Climate change is not the fault of man. It’s Mother Nature’s way. And sucking greenhouse gases from the atmosphere is too limited a solution. We have to be prepared for fire or ice, for fry or freeze. We have to be prepared for change.
We’ve been deceived by a stroke of luck. In the two million years during which we climbed from stone-tool wielding Homo erectus with sloping brows to high-foreheaded Homo urbanis, man the inventor of the city, we underwent 60 glaciations, 60 ice ages. And in the 120,000 years since we emerged in our current physiological shape as Homo sapiens, we’ve lived through 20 sudden global warmings. In most of those, temperatures have shot up by as much as 18 degrees within a mere 20 years.
All this took place without smokestacks and tailpipes. All this took place without the desecration of nature by modern man.

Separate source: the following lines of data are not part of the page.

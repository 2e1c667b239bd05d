//! Status-Bar Indicator
//!
//! The compact, always-visible display. While running it cycles through a
//! short strip of frames on a tokio interval; under reduced motion it shows a
//! single static "engaged" frame instead.
//!
//! Only one frame timer exists at a time: every start path aborts the
//! previous timer before spawning a new one, and the timer is aborted on
//! idle, on reduced motion and on drop.

use std::sync::Arc;
use std::time::Duration;

use parking_lot::Mutex;
use tokio::task::JoinHandle;

use crate::config::AnimationSpeed;

/// Cat flying along the rainbow
pub const STATUS_FRAMES: [&str; 8] = [
    "🐱🟥🟧🟨🟩🟦🟪✨",
    "🟥🐱🟧🟨🟩🟦🟪✨",
    "🟥🟧🐱🟨🟩🟦🟪✨",
    "🟥🟧🟨🐱🟩🟦🟪✨",
    "🟥🟧🟨🟩🐱🟦🟪✨",
    "🟥🟧🟨🟩🟦🐱🟪✨",
    "🟥🟧🟨🟩🟦🟪🐱✨",
    "🟥🟧🟨🟩🟦🟪✨🐱",
];

/// Indicator icon prefix
pub const ICON: &str = "🚀";

/// Text shown while idle
pub const IDLE_TEXT: &str = "🚀 Nyan idle";

/// Tooltip shown while idle
pub const IDLE_TOOLTIP: &str = "Show the Nyan progress animation";

/// Static frame shown under reduced motion
pub const ENGAGED_TEXT: &str = "🚀 Nyan engaged";

/// Frame period at normal speed
const BASE_PERIOD_MS: f64 = 220.0;

/// Shortest allowed frame period
const MIN_PERIOD_MS: u64 = 90;

/// Host-side status-bar item
pub trait StatusSink: Send + Sync {
    /// Replace the visible text
    fn set_text(&self, text: &str);
    /// Replace the tooltip
    fn set_tooltip(&self, tooltip: &str);
    /// Show or hide the item
    fn set_visible(&self, visible: bool);
}

/// Last values written to a [`MemoryStatusSink`]
#[derive(Clone, Debug, Default, PartialEq, Eq)]
pub struct StatusState {
    /// Visible text
    pub text: String,
    /// Tooltip
    pub tooltip: String,
    /// Visibility
    pub visible: bool,
    /// Number of text updates received
    pub text_updates: u64,
}

/// In-memory sink for headless hosts and tests
#[derive(Clone, Debug, Default)]
pub struct MemoryStatusSink {
    state: Arc<Mutex<StatusState>>,
}

impl MemoryStatusSink {
    /// Create an empty sink
    #[must_use]
    pub fn new() -> Self {
        Self::default()
    }

    /// Copy of the current state
    #[must_use]
    pub fn state(&self) -> StatusState {
        self.state.lock().clone()
    }

    /// Current text
    #[must_use]
    pub fn text(&self) -> String {
        self.state.lock().text.clone()
    }

    /// Current tooltip
    #[must_use]
    pub fn tooltip(&self) -> String {
        self.state.lock().tooltip.clone()
    }
}

impl StatusSink for MemoryStatusSink {
    fn set_text(&self, text: &str) {
        let mut state = self.state.lock();
        state.text = text.to_string();
        state.text_updates += 1;
    }

    fn set_tooltip(&self, tooltip: &str) {
        self.state.lock().tooltip = tooltip.to_string();
    }

    fn set_visible(&self, visible: bool) {
        self.state.lock().visible = visible;
    }
}

/// Timer period for a speed setting
#[must_use]
pub fn frame_period(speed: AnimationSpeed) -> Duration {
    #[allow(clippy::cast_possible_truncation, clippy::cast_sign_loss)]
    let scaled = (BASE_PERIOD_MS / speed.multiplier()).round() as u64;
    Duration::from_millis(scaled.max(MIN_PERIOD_MS))
}

/// Indicator text for a frame index
#[must_use]
pub fn frame_text(index: usize) -> String {
    format!("{ICON} {}", STATUS_FRAMES[index % STATUS_FRAMES.len()])
}

/// Status-bar indicator with its frame timer
pub struct StatusIndicator {
    sink: Arc<dyn StatusSink>,
    timer: Option<JoinHandle<()>>,
}

impl StatusIndicator {
    /// Create an idle indicator
    pub fn new(sink: Arc<dyn StatusSink>) -> Self {
        sink.set_text(IDLE_TEXT);
        sink.set_tooltip(IDLE_TOOLTIP);
        Self { sink, timer: None }
    }

    /// Start cycling frames, replacing any running timer
    pub fn begin_animation(&mut self, speed: AnimationSpeed) {
        self.end_animation();
        self.sink.set_text(&frame_text(0));

        let Ok(runtime) = tokio::runtime::Handle::try_current() else {
            tracing::warn!("No async runtime for the indicator timer, showing static frame");
            self.sink.set_text(ENGAGED_TEXT);
            return;
        };

        let period = frame_period(speed);
        let sink = Arc::clone(&self.sink);
        self.timer = Some(runtime.spawn(async move {
            let start = tokio::time::Instant::now() + period;
            let mut interval = tokio::time::interval_at(start, period);
            let mut frame = 1usize;
            loop {
                interval.tick().await;
                sink.set_text(&frame_text(frame));
                frame = (frame + 1) % STATUS_FRAMES.len();
            }
        }));
        tracing::debug!(period_ms = period.as_millis() as u64, "Indicator animation started");
    }

    /// Cancel the frame timer, if any
    pub fn end_animation(&mut self) {
        if let Some(timer) = self.timer.take() {
            timer.abort();
            tracing::debug!("Indicator animation stopped");
        }
    }

    /// Whether a frame timer is live
    #[must_use]
    pub fn is_animating(&self) -> bool {
        self.timer.as_ref().is_some_and(|timer| !timer.is_finished())
    }

    /// Replace the animation with the static engaged frame
    pub fn show_engaged(&mut self) {
        self.end_animation();
        self.sink.set_text(ENGAGED_TEXT);
    }

    /// Return to the idle text and tooltip
    pub fn show_idle(&mut self) {
        self.end_animation();
        self.sink.set_text(IDLE_TEXT);
        self.sink.set_tooltip(IDLE_TOOLTIP);
    }

    /// Replace the tooltip
    pub fn set_tooltip(&self, tooltip: &str) {
        self.sink.set_tooltip(tooltip);
    }

    /// Show or hide the item
    pub fn set_visible(&self, visible: bool) {
        self.sink.set_visible(visible);
    }
}

impl Drop for StatusIndicator {
    fn drop(&mut self) {
        self.end_animation();
    }
}

impl std::fmt::Debug for StatusIndicator {
    fn fmt(&self, f: &mut std::fmt::Formatter<'_>) -> std::fmt::Result {
        f.debug_struct("StatusIndicator")
            .field("animating", &self.is_animating())
            .finish()
    }
}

The stroke of luck that’s misled us? The sheets of ice in whose shadow we made a living for two million years peeled back 12,000 years ago leaving a lush new Garden of Eden. In that Eden we invented agriculture, money, electronics and our current way of life. But that weather standstill has held on for an abnormally long amount of time. And it’s very likely that this atypical weather truce shall someday pass.

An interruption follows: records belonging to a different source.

//! Panel Wire Protocol
//!
//! Messages exchanged between the controller and the panel surface. The
//! panel runs in an isolated context and is reachable only through these
//! JSON-shaped `{type, payload}` messages.
//!
//! ```text
//! Controller ── PanelMessage (start / stop / config / status) ──► Panel
//! Controller ◄──────── SurfaceEvent (ready / toggle) ──────────── Panel
//! ```

use serde::{Deserialize, Serialize};

use crate::config::{AnimationSpeed, ConfigSnapshot};

/// Motion-related subset of the settings, as seen by the panel
///
/// Fields are optional so the panel can merge partial updates into its
/// last applied configuration.
#[derive(Clone, Copy, Debug, Default, PartialEq, Eq, Serialize, Deserialize)]
#[serde(rename_all = "camelCase", default)]
pub struct MotionConfig {
    /// Animation speed
    #[serde(skip_serializing_if = "Option::is_none")]
    pub animation_speed: Option<AnimationSpeed>,
    /// Configured reduced motion
    #[serde(skip_serializing_if = "Option::is_none")]
    pub reduced_motion: Option<bool>,
}

impl From<&ConfigSnapshot> for MotionConfig {
    fn from(snapshot: &ConfigSnapshot) -> Self {
        Self {
            animation_speed: Some(snapshot.animation_speed),
            reduced_motion: Some(snapshot.reduced_motion),
        }
    }
}

/// Messages from the controller to the panel
#[derive(Clone, Debug, PartialEq, Serialize, Deserialize)]
#[serde(tag = "type", content = "payload", rename_all = "lowercase")]
pub enum PanelMessage {
    /// Begin the panel animation
    Start {
        /// Displayed reason
        reason: String,
        /// Motion settings at start time
        config: MotionConfig,
    },

    /// Halt the panel animation
    Stop,

    /// Settings changed
    Config(MotionConfig),

    /// Replace the status line
    Status(String),
}

impl PanelMessage {
    /// Short name of the message kind (for logging)
    #[must_use]
    pub fn kind(&self) -> &'static str {
        match self {
            Self::Start { .. } => "start",
            Self::Stop => "stop",
            Self::Config(_) => "config",
            Self::Status(_) => "status",
        }
    }

    /// Serialize to the JSON wire format
    ///
    /// # Errors
    ///
    /// Returns an error if serialization fails.
    pub fn to_json(&self) -> Result<String, serde_json::Error> {
        serde_json::to_string(self)
    }

    /// Parse from the JSON wire format
    ///
    /// # Errors
    ///
    /// Returns an error if the input is not a valid panel message.
    pub fn from_json(json: &str) -> Result<Self, serde_json::Error> {
        serde_json::from_str(json)
    }
}

/// Messages from the panel to the controller
#[derive(Clone, Copy, Debug, PartialEq, Eq, Serialize, Deserialize)]
#[serde(tag = "type", rename_all = "lowercase")]
pub enum SurfaceEvent {
    /// The panel finished loading and can receive messages
    Ready,
    /// The user clicked the panel's toggle button
    Toggle,
}

impl SurfaceEvent {
    /// Parse from the JSON wire format
    ///
    /// # Errors
    ///
    /// Returns an error if the input is not a valid surface event.
    pub fn from_json(json: &str) -> Result<Self, serde_json::Error> {
        serde_json::from_str(json)
    }
}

Why? What’s the real cause of the Earth’s norm—a climate that rocks back and forth from steamy tropical heat to icy freeze? A climate that deposits fossilized seashells on mountaintops and makes dry land into seas and swamps?

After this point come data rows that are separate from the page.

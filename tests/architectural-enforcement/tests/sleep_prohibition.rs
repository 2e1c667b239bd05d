//! Integration Test: Sleep Prohibition
//!
//! **Policy**: Production code must not block a thread with sleeps, and must
//! not poll with timer sleeps. Waiting on I/O, channels and intervals is the
//! way to pass time.
//! **Exception**: a context that lasts a fixed duration (the demo) may sleep
//! for that duration.

use std::path::Path;

use architectural_enforcement::{report, scan, workspace_root};

#[test]
fn test_no_thread_sleep_in_production_code() {
    let violations = scan(
        &workspace_root(),
        |code| code.contains("thread::sleep("),
        |_, _| false,
    );
    report(
        "Blocking sleeps found in production code!",
        "Use tokio timers or wait on the event that matters.",
        &violations,
    );
}

#[test]
fn test_timer_sleeps_only_for_timed_contexts() {
    let violations = scan(
        &workspace_root(),
        |code| code.contains("::sleep(") && !code.contains("thread::sleep("),
        |path: &Path, code| {
            path.ends_with("conductor/core/src/controller.rs") && code.contains("DEMO_DURATION")
        },
    );
    report(
        "Timer sleeps found outside timed contexts!",
        "Use tokio::time::interval() for periodic work, or select! on the event.",
        &violations,
    );
}
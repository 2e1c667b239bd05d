//! Track Widget
//!
//! Draws the night-sky track and the flying cat at the panel's current
//! offset. Offsets are in the panel's pixel units; one terminal cell is
//! [`CELL_PX`] pixels wide.

use ratatui::buffer::Buffer;
use ratatui::layout::Rect;
use ratatui::style::{Modifier, Style};
use ratatui::widgets::Widget;
use unicode_width::UnicodeWidthStr;

use nyan_core::{PanelAnimation, TrackMetrics};

use crate::theme::{rainbow_band, CAT_BODY, SKY, STAR};

/// Pixels per terminal cell
pub const CELL_PX: f64 = 8.0;

/// The cat, nose to the right
pub const SPRITE: &str = "[:::]=^.^=";

/// Trail cells drawn behind the sprite
pub const TRAIL_CELLS: usize = 12;

/// Cells between stars
const STAR_SPACING: usize = 7;

/// Sprite width in cells
pub fn sprite_cells() -> usize {
    SPRITE.width()
}

/// Panel metrics for a track `width` cells wide
pub fn metrics_for(width: u16) -> TrackMetrics {
    TrackMetrics::new(
        f64::from(width) * CELL_PX,
        sprite_cells() as f64 * CELL_PX,
    )
}

/// Leftmost sprite cell for a visible offset; may be off either edge
pub fn sprite_column(visible_offset: f64) -> i64 {
    (visible_offset / CELL_PX).floor() as i64
}

/// Star field shift for a point in time
///
/// Holds at zero unless the panel is moving.
pub fn star_shift(panel: &PanelAnimation, elapsed_ms: f64) -> usize {
    if !panel.is_running() || panel.is_reduced_motion() {
        return 0;
    }
    let cycle_ms = panel.track_cycle_secs() * 1000.0;
    if cycle_ms <= 0.0 {
        return 0;
    }
    let progress = (elapsed_ms % cycle_ms) / cycle_ms;
    (progress * STAR_SPACING as f64) as usize % STAR_SPACING
}

/// Track with the cat on it
pub struct TrackWidget<'a> {
    panel: &'a PanelAnimation,
    elapsed_ms: f64,
}

impl<'a> TrackWidget<'a> {
    pub fn new(panel: &'a PanelAnimation, elapsed_ms: f64) -> Self {
        Self { panel, elapsed_ms }
    }
}

impl Widget for TrackWidget<'_> {
    fn render(self, area: Rect, buf: &mut Buffer) {
        if area.width == 0 || area.height == 0 {
            return;
        }

        let sky = Style::default().bg(SKY);
        let shift = star_shift(self.panel, self.elapsed_ms);
        for row in 0..area.height {
            for x in 0..area.width {
                let cell = &mut buf[(area.x + x, area.y + row)];
                cell.set_style(sky);
                let stagger = usize::from(row) * 3;
                if (usize::from(x) + shift + stagger) % STAR_SPACING == 0 {
                    cell.set_char('\u{00b7}').set_fg(STAR);
                } else {
                    cell.set_char(' ');
                }
            }
        }

        let row = area.y + area.height / 2;
        let width = i64::from(area.width);
        let column = sprite_column(self.panel.visible_offset());
        let mut put = |x: i64, ch: char, style: Style| {
            if (0..width).contains(&x) {
                // x is within 0..area.width here
                let x = area.x + x as u16;
                buf[(x, row)].set_char(ch).set_style(style);
            }
        };

        if self.panel.is_running() && !self.panel.is_reduced_motion() {
            for distance in 1..=TRAIL_CELLS {
                let band = rainbow_band(distance - 1);
                put(column - distance as i64, '=', sky.fg(band));
            }
        }

        let body = sky.fg(CAT_BODY).add_modifier(Modifier::BOLD);
        for (i, ch) in SPRITE.chars().enumerate() {
            put(column + i as i64, ch, body);
        }
    }
}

The Earth is a traveler. Its angle as it sweeps around the sun produces the massive weather flips we call seasons—the dance from summer to winter and back again. But there’s more. Our planet has a peculiar wobble—its precession. And that precession produces upheavals in our weather, weather alterations we cycle through every 22,000, 41,000 and 100,000 years. This is called the Milankovich cycle, named for the Serbian engineer and geophysicist who discovered it.
But the wobbles in our trip around the sun are just a start. The sun is a traveler, too. It circles the black hole at the galaxy’s core every 226 million years. And it takes its tiny flock of planets with it. That means us. The result?
The journey around the galactic core is fraught with dangers. For example, every 143 million years we pass through a spiral arm of the galaxy, an arm that tosses tsunamis of cosmic rays our way. Those rays produce massive climate change. Then there’s the innocent-sounding stuff astronomers call galactic “fluff,” massive clouds of cosmic dust lurking in our solar system’s path that also cause dramatic climate change.
Meanwhile, the sun itself is going through a cycle from birth to death. As a result of its maturation, good old reliable sol is 43% warmer today than it was when the Earth first gathered itself into a globe of planetesimals 4.5 billion years ago.
The bottom line? Weather changes and the occasional meteor have tossed this planet through roughly 142 mass extinctions since life began 3.85 billion years ago. That’s an average of one mass extinction every 26.5 million years. Where did these mass die-offs come from? Nature. There were no human capitalists, industrialists or cultures of consumerism to blame.